キリスト教の絶対神信仰を背景とする「地上の支配者」であるイギリス国王と、皇祖神の「ことよさし」に基づき、「しらす」お立場の天皇は根本的に異なるはずなのに、君塚氏の比較政治論にはその差異がうかがえません。そしてイギリスの方が公務は多い、SNSで宣伝していると同列に議論を展開しています。
そして、であればこそ、皇族方には「さらに各種団体とも関わり、今まで以上に公務に携わっていただきたい」し、だから、「男系男子にのみ皇位継承資格を与えるという現行制度を改定し、女性皇族にも皇位継承資格を与えるとともに、現行の男性皇族と同様に、婚姻時もしくは適切な時期に『宮家』を創設し、ご自身、配偶者、お子さまを皇族とすべきである」と結論づけるのです。

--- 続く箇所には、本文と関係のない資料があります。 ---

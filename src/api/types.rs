//! Tipos de dados trocados com o serviço remoto de workflow.
//!
//! Todas as structs derivam `Serialize` e `Deserialize` para conversão JSON
//! conforme o formato esperado pelos endpoints `/workflow/...`. Campos que o
//! servidor pode omitir usam `#[serde(default)]`.

use std::collections::BTreeMap;

use serde::{Deserialize, Serialize};

/// Avaliações devolvidas pelo servidor, indexadas pelo id da variante.
///
/// O formato interno de cada entrada é definido pelo servidor e é mantido
/// como JSON sem interpretação.
pub type Evaluations = BTreeMap<String, serde_json::Value>;

/// Corpo da requisição que inicia um workflow a partir de texto livre.
#[derive(Debug, Clone, Serialize, Deserialize)]
pub struct StartRequest {
    /// Texto digitado pelo usuário.
    pub user_input: String,
}

/// Corpo da requisição que responde a uma pergunta de esclarecimento.
#[derive(Debug, Clone, Serialize, Deserialize)]
pub struct AnswerRequest {
    /// Resposta do usuário à última pergunta.
    pub answer: String,
}

/// Corpo da requisição que executa uma variante contra uma entrada de teste.
#[derive(Debug, Clone, Serialize, Deserialize)]
pub struct TestRequest {
    /// Conteúdo da variante usado como prompt.
    pub prompt: String,
    /// Entrada de teste enviada junto ao prompt.
    pub input: String,
}

/// Resposta do endpoint de teste.
#[derive(Debug, Clone, Serialize, Deserialize)]
pub struct TestResponse {
    /// Saída textual produzida pelo modelo.
    pub result: String,
}

/// Corpo da requisição de refinamento de uma variante.
#[derive(Debug, Clone, Serialize, Deserialize)]
pub struct RefineRequest {
    /// Identificador da variante a refinar.
    pub variant_id: String,
    /// Feedback livre do usuário.
    pub feedback: String,
}

/// Resposta do endpoint de refinamento.
#[derive(Debug, Clone, Serialize, Deserialize)]
pub struct RefineResponse {
    /// Estado do workflow após o refinamento.
    pub state: RefinedState,
}

/// Parte do estado do servidor relevante após um refinamento.
///
/// Outros campos do estado do servidor são ignorados.
#[derive(Debug, Clone, Default, Serialize, Deserialize)]
pub struct RefinedState {
    /// Conjunto completo de variantes, substitui o anterior.
    #[serde(default)]
    pub generated_variants: Vec<Variant>,
    /// Avaliações completas, substituem as anteriores.
    #[serde(default)]
    pub evaluations: Evaluations,
}

/// Um prompt candidato gerado pelo servidor.
#[derive(Debug, Clone, PartialEq, Serialize, Deserialize)]
pub struct Variant {
    /// Rótulo exibido (ex.: "Variant A").
    #[serde(default)]
    pub title: String,
    /// Texto do prompt.
    pub content: String,
    /// Modelo que gerou a variante, quando informado.
    #[serde(default, skip_serializing_if = "Option::is_none")]
    pub model_used: Option<String>,
    /// Pontuações, ausentes até a fase de avaliação terminar.
    #[serde(default, skip_serializing_if = "Option::is_none")]
    pub evaluation: Option<Evaluation>,
}

/// Pontuações de uma variante (0 a 10) e feedback textual.
#[derive(Debug, Clone, PartialEq, Serialize, Deserialize)]
pub struct Evaluation {
    pub clarity: f64,
    pub safety: f64,
    pub completeness: f64,
    pub average: f64,
    #[serde(default)]
    pub feedback: String,
}

/// Corpo de erro padrão do servidor (`{"detail": "..."}`).
#[derive(Debug, Clone, Deserialize)]
pub(crate) struct ErrorBody {
    pub detail: String,
}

皇統に連なり、皇位継承の資格を有する血族の集まりが「皇族」なのだという基本的概念が、完全に忘れられています。もはや学問的なレベルを逸脱しています。
あまつさえ、「内親王・女王といった女性皇族にも皇位継承資格を与えるべき」だし、「皇位継承資格を女系に拡大することには『賛成』」となるのは当然です。
◇「天皇とは何か」を理解しないのはご自身では?
さらには、「黒田清子さま、千家典子さま、守谷絢子さまなど、ここ20年以内に結婚された元女性皇族にも『皇族』としてお戻りいただきたい」「皇族数が足りないといった場合には、養子縁組を行う方向にしていただきたい」「旧皇族の皇籍復帰は基本的に『反対』だが、女性の皇族方と家族によっても公務が充分に担えない場合には検討の余地がある」と議論が果てしなく広がっていくのです。
君塚氏はご専門のヨーロッパ王室の現象を盛んに例示し、議論を展開するのですが、ヨーロッパの王位継承は父母の同等婚、すなわち王族同士の婚姻が大原則であり、父系の皇族性のみをきびしく要求してきた日本の皇室とはまったく違うという理解に欠けています。
女王が王位を継承したあとは王朝が交替するイギリス王室と、「万世一系」の皇室とでは同列に議論できないことぐらい、素人でも分かるのに、君塚氏は理解していません。
いみじくも君塚氏は、「皇室と国民との間をより親密なものにしていくべきである」と述べ、だからこそ、「皇室とは何か、皇族の方々は日々どのような活動をなさっているのかをより積極的に広報し、国民全体に現下の問題の深刻さを理解してもらうことが重要なのではないか」と訴えています。
しかしながら、君塚氏こそ、仰せの「天皇とは何か」を理解しようとしていないのではありませんか。126代続いてきた天皇とはけっして社会的活動家ではないことに、君塚氏は思い至っていないのです。